Leitsatz
Bezieht ein Unternehmer Leistungen für ein Gebäude mit Wohn- und Gewerbeflächen, ist die Aufteilung der Vorsteuerbeträge durch den Unternehmer nach dem Verhältnis der Ausgangsumsätze als sachgerechte Schätzung i.S.v. § 15 Abs. 4 UStG anzuerkennen.
Normenkette
§ 15 Abs. 4 UStG , Art. 17 Abs. 5 6. EG-RL , Art. 19 6. EG-RL
Sachverhalt
Der Kläger ist Eigentümer eines bebauten Grundstücks, das er zum Teil steuerpflichtig und zum Teil steuerfrei vermietet. Nach dem Verhältnis der Raumvolumina entfielen 42 % des Gebäudes auf den steuerpflichtig vermieteten Gebäudeteil und 58 % auf den steuerfrei vermieteten Gebäudeteil. Die Nettomieten betrugen jeweils monatlich 2 000 DM für die steuerpflichtig und – unter Ansatz der ortsüblichen Miete – 300 DM für die steuerfrei vermietete Gebäudefläche.
Während das FA die aus Erhaltungsaufwendungen für das Gebäude angefallenen Vorsteuern nur zu 42 % zuließ, begehrt der Kläger einen Vorsteuerabzug nach dem Umsatzschlüssel.
Entscheidung
Der BFH hat die Aufteilung der Vorsteuerbeträge durch den Unternehmer nach dem Verhältnis der Ausgangsumsätze als sachgerechte Schätzung i.S.v. § 15 Abs. 4 UStG anerkannt. Insbesondere unter Hinweis auf Art. 17 Abs. 5 Unterabs. 1 und Art. 19 der 6. EG-RL sei der Umsatzschlüssel als Regelaufteilungsmaßstab anzusetzen. Hierbei sei unbeachtlich, ob der Unternehmer den Gegenstand angeschafft oder selbst hergestellt habe. Habe der Unternehmer aber einmal diesen Aufteilungsmaßstab gewählt, sei er auch für die nachfolgenden Besteuerungszeiträume – insbesondere im Hinblick auf § 15a UStG – der Besteuerung zugrunde zu legen.
Hinweis
Mit dem vorliegenden Urteil hat der BFH unter Aufgabe seiner bisherigen Rechtsprechung (vgl. BFH, Urteil vom 12.3.1992, V R 70/87, BStBl II 1992, 755) als Schätzmaßstab i.S.d. § 15 Abs. 4 UStG abweichend von der Aufteilung nach der Fläche auch eine Aufteilung nach dem Verhältnis der Ausgangsumsätze zugelassen.
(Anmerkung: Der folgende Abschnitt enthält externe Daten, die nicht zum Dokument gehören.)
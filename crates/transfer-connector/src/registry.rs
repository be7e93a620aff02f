//! Per-connection wait registry.
//!
//! A suspended login registers a single-use waiter keyed by its
//! [`ConnectionId`] and parks on the receiving half. Whichever task resolves
//! the marker round trip removes the entry and wakes it. Insert and remove are
//! atomic per key (DashMap shard locks), and no shard lock is ever held
//! across an `.await`.

use std::sync::atomic::{AtomicU64, Ordering};
use std::sync::Arc;
use std::time::Duration;

use dashmap::mapref::entry::Entry;
use dashmap::DashMap;
use tokio::sync::oneshot;

use crate::session::ConnectionId;

#[derive(Debug, Clone, PartialEq, Eq, thiserror::Error)]
pub enum RegistryError {
    #[error("connection {0} already has a pending marker wait")]
    AlreadyWaiting(ConnectionId),
}

/// How a parked login was released.
#[derive(Debug, Clone, Copy, PartialEq, Eq)]
pub enum WaitOutcome {
    /// The round trip resolved and the waiter was signaled.
    Signaled,
    /// The entry was removed without a signal (interrupt or disconnect).
    Interrupted,
    /// The configured bound elapsed first.
    TimedOut,
}

struct Waiter {
    /// Distinguishes this registration from a later one under the same id.
    ticket: u64,
    wake: oneshot::Sender<()>,
}

#[derive(Default)]
struct RegistryInner {
    waiters: DashMap<ConnectionId, Waiter>,
    next_ticket: AtomicU64,
}

/// Concurrent map of pending waits. Cheap to clone (Arc).
#[derive(Clone, Default)]
pub struct WaitRegistry {
    inner: Arc<RegistryInner>,
}

impl WaitRegistry {
    pub fn new() -> Self {
        Self::default()
    }

    /// Register a waiter for `id` if none exists yet.
    ///
    /// The entry is in the map when this returns, so any signal issued after
    /// it (e.g. in response to a request sent afterwards) reaches it.
    pub fn register(&self, id: ConnectionId) -> Result<PendingWait, RegistryError> {
        match self.inner.waiters.entry(id) {
            Entry::Occupied(_) => Err(RegistryError::AlreadyWaiting(id)),
            Entry::Vacant(slot) => {
                let ticket = self.inner.next_ticket.fetch_add(1, Ordering::Relaxed);
                let (wake, parked) = oneshot::channel();
                slot.insert(Waiter { ticket, wake });
                Ok(PendingWait {
                    id,
                    ticket,
                    parked,
                    registry: self.clone(),
                })
            }
        }
    }

    /// Remove the waiter for `id` and wake it.
    ///
    /// Returns `false` when there was nothing to wake: the login never
    /// suspended, was already signaled, or has gone away. Never an error.
    pub fn signal(&self, id: ConnectionId) -> bool {
        self.signal_with(id, || {})
    }

    /// Like [`signal`](Self::signal), but runs `before_wake` first, only if a
    /// waiter is present, and while its entry is still locked.
    ///
    /// Anything `before_wake` records is visible to the woken login, and to
    /// any concurrent [`interrupt`](Self::interrupt) for the same id once it
    /// returns.
    pub fn signal_with(&self, id: ConnectionId, before_wake: impl FnOnce()) -> bool {
        let removed = self.inner.waiters.remove_if(&id, |_, _| {
            before_wake();
            true
        });
        match removed {
            Some((_, waiter)) => {
                // The receiver only goes away with a login that is being
                // dropped; the entry was still claimed.
                let _ = waiter.wake.send(());
                true
            }
            None => false,
        }
    }

    /// Remove the waiter for `id` without signaling it. The parked login
    /// observes [`WaitOutcome::Interrupted`].
    pub fn interrupt(&self, id: ConnectionId) -> bool {
        self.inner.waiters.remove(&id).is_some()
    }

    pub fn is_waiting(&self, id: ConnectionId) -> bool {
        self.inner.waiters.contains_key(&id)
    }

    pub fn len(&self) -> usize {
        self.inner.waiters.len()
    }

    pub fn is_empty(&self) -> bool {
        self.inner.waiters.is_empty()
    }
}

/// The parked half of a registration.
///
/// Dropping it (including dropping the future of [`PendingWait::wait`]
/// mid-await) removes its own registry entry, so a cancelled login never
/// leaves a waiter behind.
pub struct PendingWait {
    id: ConnectionId,
    ticket: u64,
    parked: oneshot::Receiver<()>,
    registry: WaitRegistry,
}

impl PendingWait {
    /// Park until signaled, interrupted, or `limit` elapses.
    pub async fn wait(mut self, limit: Option<Duration>) -> WaitOutcome {
        let received = match limit {
            None => (&mut self.parked).await,
            Some(limit) => match tokio::time::timeout(limit, &mut self.parked).await {
                Ok(received) => received,
                Err(_) => {
                    if self.withdraw() {
                        return WaitOutcome::TimedOut;
                    }
                    // Claimed by a signal or interrupt at the deadline; its
                    // wake or drop is already on the way.
                    (&mut self.parked).await
                }
            },
        };
        match received {
            Ok(()) => WaitOutcome::Signaled,
            Err(_) => WaitOutcome::Interrupted,
        }
    }

    /// Remove this registration's own entry. Returns whether it was still
    /// there.
    fn withdraw(&self) -> bool {
        let ticket = self.ticket;
        self.registry
            .inner
            .waiters
            .remove_if(&self.id, |_, waiter| waiter.ticket == ticket)
            .is_some()
    }
}

impl Drop for PendingWait {
    fn drop(&mut self) {
        self.withdraw();
    }
}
Ansatzpunkt für diese neue Rechtsprechung ist Art. 17 Abs. 5 der 6. EG-RL, der als Regel-Aufteilungsmaßstab von einem Umsatzschlüssel ausgeht. Dies gilt im Übrigen ungeachtet der Frage, ob der Unternehmer den Gegenstand angeschafft oder hergestellt hat.
Beachten Sie aber bitte, dass der einmal gewählte Aufteilungsmaßstab vom Unternehmer auch in den nachfolgenden Veranlagungszeiträumen, auch in Bezug auf § 15 a UStG, zugrunde gelegt werden muss.
Noch nicht geklärt ist die Frage, ob der Umsatzschlüssel auch zu Lasten des Unternehmers angewendet werden kann. Der BFH hat in dem obigen Urteil eine richtlinienkonforme Auslegung vorgenommen und damit wohl den Anwendungsvorrang des Gemeinschaftsrechts verneint. Folge hieraus ist eine sachgerechte Schätzung grundsätzlich nur unter Beachtung des Umsatzschlüssels (ausführlich hierzu Birkenfeld, UStB 2001, 309).
Die Verwaltung hat bislang alleine bei Gebäudeanschaffungskosten durch Abschn. 208 Abs. 2 Satz 11 UStR 2000 die Aufteilung nach dem Verhältnis der Ertragswerte – also in letzter Konsequenz nach dem Umsatzschlüssel – als von der Fläche abweichende Aufteilungsmethode zugelassen. Diese Einschränkung dürfte durch das obige BFH-Urteil nunmehr überholt sein.